3D classification was performed using a 3D maximum-likelihood approach with XMIPP ( 34 ). The initial model was generated by low-pass filtering (60 Å) of a cryo-EM map of the mature 30S subunit ( 26 ). Particles from the both samples were classified into five groups in 50 iterations, at an angular sampling of 10°. Refinements of the class structures were performed with SPIDER, following the standard reference projection matching procedures ( 31 ), with a gradual decrease of the angular step from 15° to 1°. Amplitude correction to the density maps was performed as previously described ( 26 , 35 ). The final resolutions of the refined density maps were estimated with a soft Gaussian mask approach ( 36 , 37 ) using 0.5 cutoff criterion of the Fourier Shell Correlation ( Supplementary Table S2 ).

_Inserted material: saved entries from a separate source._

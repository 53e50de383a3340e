//! Moderation core: join admission, flood detection and word filtering.
//!
//! The engines are synchronous and platform-agnostic. The bot layer
//! turns the decisions into platform calls through [`ModerationApi`].

pub mod admission;
pub mod api;
mod facade;
pub mod flood;
pub mod forbidden;

pub use admission::Decision;
pub use api::{JoinRequest, ModerationApi};
pub use facade::AdminFacade;
pub use flood::ThrottleDecision;
pub use forbidden::ForbiddenHit;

Atomic model and temperature map building
The head and body domains of a 30S subunit crystal structure [PDB ID: 3OFA, ( 38 )] were docked into the cryo-EM maps as rigid bodies first using Chimera ( 39 ), followed by a flexible fitting method based on molecular dynamics simulation ( 40 ) in vacuo for 1 000 000 steps with a 0.5-kcal mol −1 scaling factor using NAMD ( 41 ). To avoid overfitting, ribosomal protein S2 and S3 were removed from the initial model before flexible fitting due to their low occupancies. For class No. 5 of the immature 30S subunits ( Supplementary Table S2 ), all proteins in the head domain were removed and only the rRNA structure was refined. For better comparison, after fitting, S2 and S3 proteins were added back to the fitted structure using their contacting rRNA helices as reference. The 10 models were aligned using the 30S body domain as reference and 10 temperature maps were constructed in PyMOL ( 42 ) by calculating the deviation of the 16S rRNA in the fitted models from the mature 30S structure. The scripts used for root-mean-square deviation (RMSD) calculation and temperature map visualization were downloaded from http://pldserver1.biochem.queensu.ca/∼rlc/work/pymol/ . Chimera and PyMOL were used for graphic visualization.

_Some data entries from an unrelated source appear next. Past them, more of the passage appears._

//! Flood detection over per-member sliding windows.
//!
//! Each (group, user) pair keeps the timestamps of its last `N` messages.
//! A full window whose consecutive gaps are all below the burst interval is
//! a flood. After a throttle the pair is ignored until the cool-down has
//! passed, so a member still serving a mute is not punished again.

use std::collections::{HashSet, VecDeque};
use std::time::Duration;

use chrono::{DateTime, TimeDelta, Utc};
use dashmap::DashMap;
use dashmap::mapref::entry::Entry;
use parking_lot::Mutex;
use tracing::debug;

use crate::config::ModerationSettings;

/// Outcome of observing one message.
#[derive(Debug, Clone, Copy, PartialEq, Eq)]
pub enum ThrottleDecision {
    NoAction,
    /// Mute the sender for this long.
    Throttle(Duration),
}

/// Recent message times of one member in one group.
#[derive(Debug, Clone)]
struct FloodWindow {
    timestamps: VecDeque<DateTime<Utc>>,
    last_throttle: Option<DateTime<Utc>>,
    last_seen: DateTime<Utc>,
}

impl FloodWindow {
    fn new(capacity: usize, now: DateTime<Utc>) -> Self {
        Self {
            timestamps: VecDeque::with_capacity(capacity),
            last_throttle: None,
            last_seen: now,
        }
    }

    fn cooling_down(&self, now: DateTime<Utc>, cooldown: TimeDelta) -> bool {
        self.last_throttle
            .is_some_and(|throttled| now - throttled < cooldown)
    }

    /// Append, evicting the oldest entry beyond `capacity`.
    fn push(&mut self, at: DateTime<Utc>, capacity: usize) {
        self.timestamps.push_back(at);
        while self.timestamps.len() > capacity {
            self.timestamps.pop_front();
        }
    }

    /// Full window with every gap strictly below `interval`.
    fn is_burst(&self, capacity: usize, interval: TimeDelta) -> bool {
        if self.timestamps.len() < capacity {
            return false;
        }

        let recent = self.timestamps.range(self.timestamps.len() - capacity..);
        recent
            .clone()
            .zip(recent.skip(1))
            .all(|(earlier, later)| *later - *earlier < interval)
    }

    fn is_idle(&self, now: DateTime<Utc>, idle: TimeDelta, cooldown: TimeDelta) -> bool {
        now - self.last_seen >= idle && !self.cooling_down(now, cooldown)
    }
}

fn to_delta(duration: Duration) -> TimeDelta {
    TimeDelta::from_std(duration).unwrap_or(TimeDelta::MAX)
}

/// Per-(group, user) flood tracker.
///
/// Observations for the same pair are serialised by the map entry guard;
/// different pairs do not contend.
pub struct FloodDetector {
    windows: DashMap<(String, String), FloodWindow>,
    sample_count: usize,
    burst_interval: TimeDelta,
    cooldown: Duration,
    idle_evict: Option<TimeDelta>,
    monitored_groups: HashSet<String>,
    /// Our own user id; its messages are never counted.
    self_id: Option<String>,
    last_sweep: Mutex<Option<DateTime<Utc>>>,
}

impl FloodDetector {
    pub fn new(settings: &ModerationSettings, self_id: Option<String>) -> Self {
        Self {
            windows: DashMap::new(),
            sample_count: settings.flood_sample_count,
            burst_interval: to_delta(settings.flood_burst_interval),
            cooldown: settings.flood_cooldown,
            idle_evict: (!settings.flood_idle_evict.is_zero())
                .then(|| to_delta(settings.flood_idle_evict)),
            monitored_groups: settings.monitored_groups.clone(),
            self_id,
            last_sweep: Mutex::new(None),
        }
    }

    /// Record a message and decide whether its sender is flooding.
    pub fn observe(
        &self,
        group: &str,
        user: &str,
        at: DateTime<Utc>,
        has_content: bool,
    ) -> ThrottleDecision {
        if self.self_id.as_deref() == Some(user)
            || self.sample_count == 0
            || self.cooldown.is_zero()
            || !has_content
        {
            return ThrottleDecision::NoAction;
        }
        if !self.monitored_groups.contains(group) {
            return ThrottleDecision::NoAction;
        }

        let decision = self.observe_window(group, user, at);
        self.maybe_sweep(at);
        decision
    }

    fn observe_window(&self, group: &str, user: &str, at: DateTime<Utc>) -> ThrottleDecision {
        let cooldown = to_delta(self.cooldown);

        let mut window = match self.windows.entry((group.to_string(), user.to_string())) {
            Entry::Occupied(entry) => entry.into_ref(),
            Entry::Vacant(entry) => entry.insert(FloodWindow::new(self.sample_count, at)),
        };
        window.last_seen = at;

        if window.cooling_down(at, cooldown) {
            return ThrottleDecision::NoAction;
        }

        window.push(at, self.sample_count);
        if !window.is_burst(self.sample_count, self.burst_interval) {
            return ThrottleDecision::NoAction;
        }

        // Marked while the entry guard is held, before anyone acts on the
        // decision, so a concurrent message cannot produce a second throttle.
        window.last_throttle = Some(at);
        window.timestamps.clear();

        debug!(group, user, "Flood burst detected");
        ThrottleDecision::Throttle(self.cooldown)
    }

    /// Sweep idle windows at most once per idle period.
    fn maybe_sweep(&self, now: DateTime<Utc>) {
        let Some(idle) = self.idle_evict else {
            return;
        };

        {
            let mut last = self.last_sweep.lock();
            if let Some(previous) = *last
                && now - previous < idle
            {
                return;
            }
            *last = Some(now);
        }

        let evicted = self.evict_idle(now, idle);
        if evicted > 0 {
            debug!(evicted, remaining = self.windows.len(), "Evicted idle flood windows");
        }
    }

    /// Drop windows idle for at least `idle` whose cool-down has expired.
    pub fn evict_idle(&self, now: DateTime<Utc>, idle: TimeDelta) -> usize {
        let cooldown = to_delta(self.cooldown);
        let before = self.windows.len();
        self.windows
            .retain(|_, window| !window.is_idle(now, idle, cooldown));
        before.saturating_sub(self.windows.len())
    }

    /// Number of tracked (group, user) pairs.
    pub fn tracked(&self) -> usize {
        self.windows.len()
    }
}

impl std::fmt::Debug for FloodDetector {
    fn fmt(&self, f: &mut std::fmt::Formatter<'_>) -> std::fmt::Result {
        f.debug_struct("FloodDetector")
            .field("tracked", &self.tracked())
            .field("sample_count", &self.sample_count)
            .field("cooldown", &self.cooldown)
            .finish()
    }
}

Construction of a series of E. coli A19 strains
RNase I is the major non-specific endoribonuclease localized in periplasm and often found to be in 30S subunit fractions in cell extracts ( 43 ). To avoid undesired degradation of the rRNA precursors in the immature 30S subunits during the sample preparation, we chose the RNase I defective A19 strain ( 22 ) as the source of the 30S subunits. In this genetic background, we further constructed strains with the rimM gene deleted and with both rsgA and rbfA genes deleted. The two resulting strains grow poorly on LB medium and show an accumulation of free 30S subunits ( Figure 1 ). Interestingly, both the cell growth test ( Figure 1 A) and the ribosome profile analysis ( Figure 1 B) show that the deletion of rimM is more deleterious. As a result, there is an intermediate peak between the 30S and 50S peaks, probably representing immature 50S precursors caused by globally decreased protein production in the Δ rimM strain ( Figure 1 B).

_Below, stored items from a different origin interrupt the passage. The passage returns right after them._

//! Configuration module for Gatewarden.
//!
//! Loads configuration from environment variables; `main` loads `.env` first.
//! Parsing is written over a key lookup so it can run against a plain map.

mod moderation;
mod parse;

use std::env;
use std::path::PathBuf;

use serde::Deserialize;

use crate::error::ConfigError;

pub use moderation::ModerationSettings;

/// File name of the persisted policy state inside `DATA_DIR`.
const POLICY_FILE: &str = "group_join_data.json";

/// Bot running mode
#[derive(Debug, Clone, Default, Deserialize, PartialEq, Eq)]
#[serde(rename_all = "lowercase")]
pub enum BotMode {
    #[default]
    Polling,
    Webhook,
}

/// Application configuration
#[derive(Debug, Clone)]
pub struct Config {
    // Telegram
    pub bot_token: String,
    pub bot_mode: BotMode,
    pub webhook_url: Option<String>,
    pub webhook_port: u16,
    pub webhook_secret: Option<String>,

    /// Owner user IDs (comma-separated).
    /// Owners pass every admin check and receive private audit notices.
    pub owner_ids: Vec<u64>,

    /// Directory holding persisted state.
    pub data_dir: PathBuf,

    /// Options consumed by the moderation engines.
    pub moderation: ModerationSettings,
}

impl Config {
    /// Load configuration from the process environment.
    pub fn from_env() -> Result<Self, ConfigError> {
        Self::from_lookup(|key| env::var(key).ok())
    }

    /// Load configuration from an arbitrary key lookup.
    pub fn from_lookup<F>(lookup: F) -> Result<Self, ConfigError>
    where
        F: Fn(&str) -> Option<String>,
    {
        let bot_mode = match lookup("BOT_MODE")
            .unwrap_or_default()
            .trim()
            .to_lowercase()
            .as_str()
        {
            "webhook" => BotMode::Webhook,
            _ => BotMode::Polling,
        };

        let webhook_url = parse::non_empty(lookup("WEBHOOK_URL"));
        if bot_mode == BotMode::Webhook && webhook_url.is_none() {
            return Err(ConfigError::Missing("WEBHOOK_URL"));
        }

        let webhook_port = match parse::non_empty(lookup("WEBHOOK_PORT")) {
            Some(raw) => raw.parse::<u16>().map_err(|_| ConfigError::Invalid {
                key: "WEBHOOK_PORT",
                value: raw,
                expected: "a port number",
            })?,
            None => 8443,
        };

        // Unparsable entries are skipped, matching how ids are typed by hand.
        let owner_ids = lookup("OWNER_IDS")
            .unwrap_or_default()
            .split(',')
            .filter_map(|s| s.trim().parse::<u64>().ok())
            .collect();

        let bot_token =
            parse::non_empty(lookup("BOT_TOKEN")).ok_or(ConfigError::Missing("BOT_TOKEN"))?;

        Ok(Self {
            bot_token,
            bot_mode,
            webhook_url,
            webhook_port,
            webhook_secret: parse::non_empty(lookup("WEBHOOK_SECRET")),
            owner_ids,
            data_dir: parse::non_empty(lookup("DATA_DIR"))
                .map(PathBuf::from)
                .unwrap_or_else(|| PathBuf::from("data")),
            moderation: ModerationSettings::from_lookup(&lookup)?,
        })
    }

    /// Location of the persisted policy file.
    pub fn policy_path(&self) -> PathBuf {
        self.data_dir.join(POLICY_FILE)
    }
}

Compositional characterization of the immature 30S subunits from the A19 Δ rimM and Δ rbfA Δ rsgA strains
RNA gel analysis shows that the rRNAs in the 30S fractions from the Δ rimM strain and the Δ rbfA Δ rsgA strain are 16S rRNA precursors ( Figure 2 A), indicating that these free 30S subunits are indeed immature 30S particles. Identification of the two sets of 16S rRNA precursors by a previously established 5′3′-rapid amplification of complementary DNA ends (RACE) technique ( 44 ) reveals that a majority of these precursors are unprocessed at both the 5′- and 3′-ends ( Supplementary Figure S1 ). The protein gel analysis shows that some ribosomal proteins, e.g. S2 and S3, are underrepresented in the Δ rimM sample ( Figure 2 B). The compositional heterogeneity suggests that the immature 30S subunits from the Δ rimM strain are a collection of in vivo assembly intermediates that are different in protein composition.
To determine the protein levels, similar to a previously established quantification method ( 45 ), we used a QMS technique based on TMT labeling ( 46 ). The QMS data reveal that the levels of S21, S10, S14, S13, S19, S3, S2 and S5 are dramatically reduced in the Δ rimM sample, <50% of those in the mature 30S subunits ( Figure 2 C and Supplementary Table S1 ). Most of them are secondary and tertiary binding proteins from the 3′-head domain of the 30S subunit, except that S21 and S5 are tertiary binder from the central domain and the 5′-domain, respectively. S21 is known to easily dissociate in solution ( 47 ) and is therefore not included for further analysis. Thus, these data clearly demonstrate that the deletion of RimM causes a severe delay in the assembly of the 3′-domain of the 30S subunit in vivo ( Figure 2 C and Supplementary Figure S3 ). Among these 3′-domain proteins, S7 has the highest occupancy (81%) in the Δ rimM sample, which is in accordance with the in vitro assembly map that S7 is a primary binder and directs the binding of all the rest 3′-domain proteins ( 48 ).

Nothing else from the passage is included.